◆ WHAT THE EXERCISE ASKS ◆
Search the records for "outcome". Copy every line where it appears.

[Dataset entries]
· · · · ·

//! # Project Selectors
//!
//! The closed universe of projects a search can be narrowed to. Two named
//! projects carry a fixed store id; `otherProjects` stands for every record
//! attached to neither of them.

use std::collections::BTreeSet;
use std::str::FromStr;

use serde::Serialize;

use crate::error::SearchError;

/// Store id of a named project, as held in a record's `_epicProjectId`.
#[derive(Debug, Clone, Copy, PartialEq, Eq, PartialOrd, Ord, Hash, Serialize)]
#[serde(transparent)]
pub struct ProjectId(&'static str);

impl ProjectId {
    pub const LNG_CANADA: ProjectId = ProjectId("588511d0aaecd9001b826192");
    pub const COASTAL_GASLINK: ProjectId = ProjectId("588510cdaaecd9001b815f84");

    pub fn as_str(&self) -> &'static str {
        self.0
    }
}

impl std::fmt::Display for ProjectId {
    fn fmt(&self, f: &mut std::fmt::Formatter<'_>) -> std::fmt::Result {
        f.write_str(self.0)
    }
}

/// One selectable project bucket.
#[derive(Debug, Clone, Copy, PartialEq, Eq, PartialOrd, Ord, Hash)]
pub enum ProjectSelector {
    LngCanada,
    CoastalGaslink,
    /// Every record not attached to a named project.
    OtherProjects,
}

impl ProjectSelector {
    /// The named projects, in filter output order.
    pub const KNOWN: [ProjectSelector; 2] = [Self::LngCanada, Self::CoastalGaslink];

    pub fn all() -> &'static [ProjectSelector] {
        &[Self::LngCanada, Self::CoastalGaslink, Self::OtherProjects]
    }

    /// Query parameter spelling.
    pub fn as_str(&self) -> &'static str {
        match self {
            Self::LngCanada => "lngCanada",
            Self::CoastalGaslink => "coastalGaslink",
            Self::OtherProjects => "otherProjects",
        }
    }

    /// The store id for a named project; `None` for the catch-all.
    pub fn project_id(&self) -> Option<ProjectId> {
        match self {
            Self::LngCanada => Some(ProjectId::LNG_CANADA),
            Self::CoastalGaslink => Some(ProjectId::COASTAL_GASLINK),
            Self::OtherProjects => None,
        }
    }

    /// Parse a comma-separated query parameter such as
    /// `"lngCanada,otherProjects"`. Empty items are skipped, duplicates
    /// collapse, unknown names are rejected.
    pub fn parse_list(raw: &str) -> Result<BTreeSet<ProjectSelector>, SearchError> {
        raw.split(',')
            .map(str::trim)
            .filter(|s| !s.is_empty())
            .map(str::parse)
            .collect()
    }
}

impl std::fmt::Display for ProjectSelector {
    fn fmt(&self, f: &mut std::fmt::Formatter<'_>) -> std::fmt::Result {
        f.write_str(self.as_str())
    }
}

impl FromStr for ProjectSelector {
    type Err = SearchError;

    fn from_str(s: &str) -> Result<Self, Self::Err> {
        Self::all()
            .iter()
            .copied()
            .find(|sel| sel.as_str() == s)
            .ok_or_else(|| SearchError::UnknownProject(s.to_string()))
    }
}
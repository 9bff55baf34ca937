//! Publication counters, recorded through the `metrics` facade. Nothing is
//! exported unless the host process installs a recorder.

use nrpti_core::RecordType;

/// Record sets written successfully, labelled by `record_type`.
pub const PUBLICATIONS_TOTAL: &str = "nrpti_publications_total";
/// Failed persistence phases, labelled by `outcome` (`clean` / `orphaned`).
pub const ROLLBACKS_TOTAL: &str = "nrpti_rollbacks_total";
/// Operations rejected by a builder before any write.
pub const VALIDATION_REJECTIONS_TOTAL: &str = "nrpti_validation_rejections_total";

pub(crate) fn publication(record_type: RecordType) {
    metrics::counter!(PUBLICATIONS_TOTAL, "record_type" => record_type.as_str()).increment(1);
}

pub(crate) fn rollback(outcome: &'static str) {
    metrics::counter!(ROLLBACKS_TOTAL, "outcome" => outcome).increment(1);
}

pub(crate) fn validation_rejection() {
    metrics::counter!(VALIDATION_REJECTIONS_TOTAL).increment(1);
}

· · · · ·

◆ EXERCISE SOLUTION ◆
/// Failed persistence phases, labelled by `outcome` (`clean` / `orphaned`).
pub(crate) fn rollback(outcome: &'static str) {
    metrics::counter!(ROLLBACKS_TOTAL, "outcome" => outcome).increment(1);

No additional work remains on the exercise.